The trio is present on the jazz scene from the beggining of the 1994. Called first Simple Acoustic Trio, and from 2008 Marcin Wasilewski Trio they are travelling around all continents to present their music. They were members of the Tomasz Stanko Quartet for 15 years as the longest collaborators of Stanko. The trio has released for albums on ECM Records so far (Trio 2003, January 2007 and Faithful 2011 and Spark Of Life 2014). They worked together with masters of improvisation such as Jan Garbarek, Gianluigi Trovesi, John Surman, Louis Sclavis, Arthur Blythe, Joe Lovano, Bernt Rosengren, Dino Saluzzi, Bobo Stenson, Anders Jormin, Manu Katche and Jon Christensen, just to name a few.

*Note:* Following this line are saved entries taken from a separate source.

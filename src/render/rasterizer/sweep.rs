//! Sweep fill.
//!
//! The vertices are sorted by x, which splits the triangle at the middle
//! vertex into a left and a right part. Every column of each part is a
//! vertical span between the long edge (`t0 -> t2`) and one short edge
//! (`t0 -> t1` on the left, `t1 -> t2` on the right):
//!
//! ```text
//!            t1
//!           /|\
//!          / | \
//!         /  |  \
//!       t0---+---t2      long edge t0 -> t2
//!        left  right
//! ```
//!
//! Edge y values are computed with exact integer division, truncated toward
//! the edge's left vertex. A vertical edge has no slope: it contributes its
//! whole y range to its single column instead.

use super::{Rasterizer, Triangle};
use crate::colors::Color;
use crate::math::point2::Point2;
use crate::render::framebuffer::FrameBuffer;
use crate::render::line::draw_line;
use crate::tga::TgaImage;

pub struct SweepRasterizer;

impl SweepRasterizer {
    pub fn new() -> Self {
        Self
    }
}

impl Default for SweepRasterizer {
    fn default() -> Self {
        Self::new()
    }
}

impl Rasterizer for SweepRasterizer {
    fn fill_triangle(&self, triangle: &Triangle, buffer: &mut FrameBuffer, color: Color) {
        let [t0, t1, t2] = triangle.screen_points();
        fill_triangle_sweep(t0, t1, t2, buffer.image, color);
    }

    fn uses_depth(&self) -> bool {
        false
    }
}

/// Fills the triangle, boundary included.
///
/// Columns and spans are clamped to the image, so out-of-range vertices
/// never cause out-of-bounds writes. A triangle with all vertices in one
/// column fills that column between its lowest and highest vertex.
pub fn fill_triangle_sweep(t0: Point2, t1: Point2, t2: Point2, image: &mut TgaImage, color: Color) {
    let (width, height) = (image.width(), image.height());
    sweep_columns(t0, t1, t2, width, height, |x, lo, hi| {
        draw_line(Point2::new(x, lo), Point2::new(x, hi), image, color);
    });
}

/// Calls `span(x, lo, hi)` for each column of the triangle that lies in a
/// `width × height` image, with `0 <= x < width` and `0 <= lo <= hi < height`.
fn sweep_columns<F>(t0: Point2, t1: Point2, t2: Point2, width: u32, height: u32, mut span: F)
where
    F: FnMut(i32, i32, i32),
{
    let (mut t0, mut t1, mut t2) = (t0, t1, t2);
    sort_by_x(&mut t0, &mut t1, &mut t2);
    // t0.x <= t1.x <= t2.x

    let x_max = i32::try_from(width).unwrap_or(i32::MAX) - 1;
    let y_max = i32::try_from(height).unwrap_or(i32::MAX) - 1;
    fill_columns((t0, t2), (t0, t1), x_max, y_max, &mut span);
    fill_columns((t0, t2), (t1, t2), x_max, y_max, &mut span);
}

/// Three compare-and-swap steps; enough to order exactly three items.
fn sort_by_x(t0: &mut Point2, t1: &mut Point2, t2: &mut Point2) {
    if t1.x < t0.x {
        std::mem::swap(t0, t1);
    }
    if t2.x < t0.x {
        std::mem::swap(t0, t2);
    }
    if t2.x < t1.x {
        std::mem::swap(t1, t2);
    }
}

/// Emits every column of `short`'s x range, spanning from the long edge to
/// the short edge.
fn fill_columns<F>(long: (Point2, Point2), short: (Point2, Point2), x_max: i32, y_max: i32, span: &mut F)
where
    F: FnMut(i32, i32, i32),
{
    let x_start = short.0.x.max(0);
    let x_end = short.1.x.min(x_max);

    for x in x_start..=x_end {
        let (long_lo, long_hi) = edge_span(long.0, long.1, x);
        let (short_lo, short_hi) = edge_span(short.0, short.1, x);
        let lo = long_lo.min(short_lo).max(0);
        let hi = long_hi.max(short_hi).min(y_max);
        if lo > hi {
            continue;
        }
        span(x, lo, hi);
    }
}

/// The y range covered by edge `a -> b` (with `a.x <= b.x`) at column `x`.
#[inline]
fn edge_span(a: Point2, b: Point2, x: i32) -> (i32, i32) {
    if a.x == b.x {
        return (a.y.min(b.y), a.y.max(b.y));
    }
    let t = i128::from(x) - i128::from(a.x);
    let dy = i128::from(b.y) - i128::from(a.y);
    let dx = i128::from(b.x) - i128::from(a.x);
    let y = i128::from(a.y) + t * dy / dx;
    // Within the edge's x range y stays between a.y and b.y.
    let y = y.clamp(i128::from(i32::MIN), i128::from(i32::MAX)) as i32;
    (y, y)
}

Marcin and Slawomir began playing jazz together as 15-year old students at the Koszalin High School of Music. Simple Acoustic Trio, their first one, was founded in 1989. Drummer Michal Miskiewicz, son of noted Polish alto sax player Henryk Miskiewicz, joined them in 1993, and the group’s line-up has been stable ever since. As Simple Acoustic Trio, they won awards in Poland and issued five albums on Polish labels. Their early emphasis on Komeda awakened Tomasz Stanko’s interest in the group, and through the 1990s they collaborated with the trumpeter on projects, beginning with theatre music; by the decade’s end, they’d progressed to become his regular band. In 2001 their work together was documented, to public acclaim, on the Stanko Quartet album Soul of Things, recorded by ECM in 2001, followed by Suspended Night in 2003, and Lontano in 2005.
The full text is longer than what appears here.